(Records from a collection)
-*-

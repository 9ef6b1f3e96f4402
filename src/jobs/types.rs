//! Job record, priority, status and the transition table.

use std::fmt;

use chrono::{DateTime, Utc};
use serde::{Deserialize, Serialize};
use serde_json::Value;

use crate::{HuginnError, Result};

/// Free-form JSON object used for parameters and metadata.
pub type Metadata = serde_json::Map<String, Value>;

/// Default per-attempt handler timeout.
pub const DEFAULT_TIMEOUT_SECONDS: u64 = 300;

/// Default number of requeues after a failed attempt.
pub const DEFAULT_MAX_RETRIES: u32 = 3;

/// Scheduling priority. Higher priorities are always claimed first.
#[derive(
    Debug, Clone, Copy, Default, PartialEq, Eq, PartialOrd, Ord, Hash, Serialize, Deserialize,
)]
#[serde(rename_all = "lowercase")]
pub enum JobPriority {
    Low,
    #[default]
    Normal,
    High,
    Urgent,
}

impl JobPriority {
    pub fn as_str(self) -> &'static str {
        match self {
            JobPriority::Low => "low",
            JobPriority::Normal => "normal",
            JobPriority::High => "high",
            JobPriority::Urgent => "urgent",
        }
    }
}

impl fmt::Display for JobPriority {
    fn fmt(&self, f: &mut fmt::Formatter<'_>) -> fmt::Result {
        f.write_str(self.as_str())
    }
}

/// Lifecycle state of a job.
#[derive(Debug, Clone, Copy, Default, PartialEq, Eq, Hash, Serialize, Deserialize)]
#[serde(rename_all = "lowercase")]
pub enum JobStatus {
    #[default]
    Pending,
    Running,
    Retrying,
    Completed,
    Failed,
    Cancelled,
}

impl JobStatus {
    pub fn as_str(self) -> &'static str {
        match self {
            JobStatus::Pending => "pending",
            JobStatus::Running => "running",
            JobStatus::Retrying => "retrying",
            JobStatus::Completed => "completed",
            JobStatus::Failed => "failed",
            JobStatus::Cancelled => "cancelled",
        }
    }

    /// Completed, failed and cancelled jobs never change again.
    pub fn is_terminal(self) -> bool {
        matches!(
            self,
            JobStatus::Completed | JobStatus::Failed | JobStatus::Cancelled
        )
    }

    /// The complete transition table. Anything not listed is rejected.
    pub fn can_transition_to(self, next: JobStatus) -> bool {
        use JobStatus::*;
        matches!(
            (self, next),
            (Pending, Running)
                | (Pending, Cancelled)
                | (Running, Completed)
                | (Running, Failed)
                | (Running, Retrying)
                | (Running, Cancelled)
                | (Retrying, Pending)
        )
    }
}

impl fmt::Display for JobStatus {
    fn fmt(&self, f: &mut fmt::Formatter<'_>) -> fmt::Result {
        f.write_str(self.as_str())
    }
}

/// Outcome of one execution attempt, as reported by a worker.
#[derive(Debug, Clone, PartialEq, Serialize, Deserialize)]
pub struct JobResult {
    pub success: bool,
    #[serde(default)]
    pub data: Option<Value>,
    #[serde(default)]
    pub error: Option<String>,
    #[serde(default)]
    pub metadata: Metadata,
    /// Handler wall-clock time in seconds.
    pub execution_time: f64,
}

impl JobResult {
    pub fn success(data: Value, execution_time: f64) -> Self {
        Self {
            success: true,
            data: Some(data),
            error: None,
            metadata: Metadata::new(),
            execution_time,
        }
    }

    pub fn failure(error: impl Into<String>, execution_time: f64) -> Self {
        Self {
            success: false,
            data: None,
            error: Some(error.into()),
            metadata: Metadata::new(),
            execution_time,
        }
    }

    pub fn with_metadata(mut self, key: impl Into<String>, value: impl Into<Value>) -> Self {
        self.metadata.insert(key.into(), value.into());
        self
    }
}

/// A unit of work.
///
/// Serializes to the persisted job record (`id`, `task_name`, `parameters`,
/// `priority`, `status`, timestamps, retry bookkeeping, `progress`,
/// `worker_id`, `metadata`, `result`). Timestamps are RFC 3339 or `null`.
#[derive(Debug, Clone, PartialEq, Serialize, Deserialize)]
pub struct Job {
    pub id: String,
    pub task_name: String,
    #[serde(default)]
    pub parameters: Metadata,
    #[serde(default)]
    pub priority: JobPriority,
    #[serde(default)]
    pub status: JobStatus,
    pub created_at: DateTime<Utc>,
    #[serde(default)]
    pub started_at: Option<DateTime<Utc>>,
    #[serde(default)]
    pub completed_at: Option<DateTime<Utc>>,
    #[serde(default)]
    pub retry_count: u32,
    #[serde(default = "default_max_retries")]
    pub max_retries: u32,
    #[serde(default = "default_timeout")]
    pub timeout_seconds: u64,
    /// Percentage in `[0, 100]` for the current attempt.
    #[serde(default)]
    pub progress: f64,
    #[serde(default)]
    pub worker_id: Option<String>,
    #[serde(default)]
    pub metadata: Metadata,
    #[serde(default)]
    pub result: Option<JobResult>,
}

fn default_max_retries() -> u32 {
    DEFAULT_MAX_RETRIES
}

fn default_timeout() -> u64 {
    DEFAULT_TIMEOUT_SECONDS
}

impl Job {
    /// Create a pending job with a fresh id and default limits.
    pub fn new(task_name: impl Into<String>, parameters: Metadata) -> Self {
        Self {
            id: uuid::Uuid::new_v4().to_string(),
            task_name: task_name.into(),
            parameters,
            priority: JobPriority::default(),
            status: JobStatus::Pending,
            created_at: Utc::now(),
            started_at: None,
            completed_at: None,
            retry_count: 0,
            max_retries: DEFAULT_MAX_RETRIES,
            timeout_seconds: DEFAULT_TIMEOUT_SECONDS,
            progress: 0.0,
            worker_id: None,
            metadata: Metadata::new(),
            result: None,
        }
    }

    pub fn with_priority(mut self, priority: JobPriority) -> Self {
        self.priority = priority;
        self
    }

    pub fn with_timeout_seconds(mut self, seconds: u64) -> Self {
        self.timeout_seconds = seconds;
        self
    }

    pub fn with_max_retries(mut self, max_retries: u32) -> Self {
        self.max_retries = max_retries;
        self
    }

    /// Move to `next`, rejecting anything outside the transition table.
    pub fn transition(&mut self, next: JobStatus) -> Result<()> {
        if !self.status.can_transition_to(next) {
            return Err(HuginnError::InvalidTransition {
                from: self.status,
                to: next,
            });
        }
        self.status = next;
        Ok(())
    }

    /// Whether another attempt is allowed after a failure.
    pub fn has_retries_left(&self) -> bool {
        self.retry_count < self.max_retries
    }

    /// Check the fields a submission must get right.
    pub fn validate(&self) -> Result<()> {
        if self.id.trim().is_empty() {
            return Err(HuginnError::Validation("job id must not be empty".into()));
        }
        if self.task_name.trim().is_empty() {
            return Err(HuginnError::Validation(
                "task name must not be empty".into(),
            ));
        }
        if self.timeout_seconds == 0 {
            return Err(HuginnError::Validation(
                "timeout_seconds must be greater than zero".into(),
            ));
        }
        if self.status != JobStatus::Pending {
            return Err(HuginnError::Validation(format!(
                "new jobs must be pending, got {}",
                self.status
            )));
        }
        Ok(())
    }

    pub fn to_json(&self) -> Result<String> {
        Ok(serde_json::to_string(self)?)
    }

    pub fn from_json(s: &str) -> Result<Self> {
        Ok(serde_json::from_str(s)?)
    }
}

/// Read-only view of a job returned by status queries.
///
/// `error` is lifted out of the terminal result (or the last failed
/// attempt while the job is waiting to be retried) so callers don't have
/// to dig through metadata.
#[derive(Debug, Clone, PartialEq, Serialize, Deserialize)]
pub struct JobSnapshot {
    pub id: String,
    pub task_name: String,
    pub priority: JobPriority,
    pub status: JobStatus,
    pub progress: f64,
    pub retry_count: u32,
    pub max_retries: u32,
    pub created_at: DateTime<Utc>,
    pub started_at: Option<DateTime<Utc>>,
    pub completed_at: Option<DateTime<Utc>>,
    pub worker_id: Option<String>,
    pub metadata: Metadata,
    pub result: Option<JobResult>,
    pub error: Option<String>,
}

impl From<&Job> for JobSnapshot {
    fn from(job: &Job) -> Self {
        let error = job
            .result
            .as_ref()
            .and_then(|r| r.error.clone())
            .or_else(|| {
                job.metadata
                    .get(LAST_ERROR_KEY)
                    .and_then(Value::as_str)
                    .map(str::to_owned)
            });
        Self {
            id: job.id.clone(),
            task_name: job.task_name.clone(),
            priority: job.priority,
            status: job.status,
            progress: job.progress,
            retry_count: job.retry_count,
            max_retries: job.max_retries,
            created_at: job.created_at,
            started_at: job.started_at,
            completed_at: job.completed_at,
            worker_id: job.worker_id.clone(),
            metadata: job.metadata.clone(),
            result: job.result.clone(),
            error,
        }
    }
}

impl JobSnapshot {
    pub fn is_terminal(&self) -> bool {
        self.status.is_terminal()
    }
}

/// Metadata key holding the error of the most recent failed attempt.
pub const LAST_ERROR_KEY: &str = "last_error";

/// Counts per queue ordering.
#[derive(Debug, Clone, Copy, Default, PartialEq, Eq, Serialize, Deserialize)]
pub struct QueueStats {
    pub pending: usize,
    pub running: usize,
    pub completed: usize,
    pub failed: usize,
    pub cancelled: usize,
}

#[cfg(test)]
mod tests {
    use super::*;

    #[test]
    fn priority_ordering() {
        assert!(JobPriority::Urgent > JobPriority::High);
        assert!(JobPriority::High > JobPriority::Normal);
        assert!(JobPriority::Normal > JobPriority::Low);
    }

    #[test]
    fn transition_table_is_exhaustive() {
        use JobStatus::*;
        let all = [Pending, Running, Retrying, Completed, Failed, Cancelled];
        let allowed = [
            (Pending, Running),
            (Pending, Cancelled),
            (Running, Completed),
            (Running, Failed),
            (Running, Retrying),
            (Running, Cancelled),
            (Retrying, Pending),
        ];
        for from in all {
            for to in all {
                assert_eq!(
                    from.can_transition_to(to),
                    allowed.contains(&(from, to)),
                    "{from} -> {to}"
                );
            }
        }
    }

    #[test]
    fn terminal_states_reject_everything() {
        let mut job = Job::new("t", Metadata::new());
        job.transition(JobStatus::Running).unwrap();
        job.transition(JobStatus::Completed).unwrap();
        let err = job.transition(JobStatus::Pending).unwrap_err();
        assert!(matches!(
            err,
            HuginnError::InvalidTransition {
                from: JobStatus::Completed,
                to: JobStatus::Pending
            }
        ));
        assert_eq!(job.status, JobStatus::Completed);
    }

    #[test]
    fn validate_rejects_empty_task_and_zero_timeout() {
        assert!(Job::new("", Metadata::new()).validate().is_err());
        assert!(
            Job::new("t", Metadata::new())
                .with_timeout_seconds(0)
                .validate()
                .is_err()
        );
        assert!(Job::new("t", Metadata::new()).validate().is_ok());
    }

    #[test]
    fn status_serializes_lowercase() {
        let json = serde_json::to_string(&JobStatus::Cancelled).unwrap();
        assert_eq!(json, "\"cancelled\"");
        let p: JobPriority = serde_json::from_str("\"urgent\"").unwrap();
        assert_eq!(p, JobPriority::Urgent);
    }

    #[test]
    fn snapshot_prefers_terminal_error() {
        let mut job = Job::new("t", Metadata::new());
        job.metadata
            .insert(LAST_ERROR_KEY.into(), Value::from("first attempt"));
        assert_eq!(
            JobSnapshot::from(&job).error.as_deref(),
            Some("first attempt")
        );

        job.result = Some(JobResult::failure("final", 1.0));
        assert_eq!(JobSnapshot::from(&job).error.as_deref(), Some("final"));
    }
}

-*-

§ **The problem**: Look through the data above and report every line in which "Deserialize" appears.

§ **Answer to the problem**:
use serde::{Deserialize, Serialize};
    Debug, Clone, Copy, Default, PartialEq, Eq, PartialOrd, Ord, Hash, Serialize, Deserialize,
#[derive(Debug, Clone, Copy, Default, PartialEq, Eq, Hash, Serialize, Deserialize)]
#[derive(Debug, Clone, PartialEq, Serialize, Deserialize)]
#[derive(Debug, Clone, PartialEq, Serialize, Deserialize)]
#[derive(Debug, Clone, PartialEq, Serialize, Deserialize)]
#[derive(Debug, Clone, Copy, Default, PartialEq, Eq, Serialize, Deserialize)]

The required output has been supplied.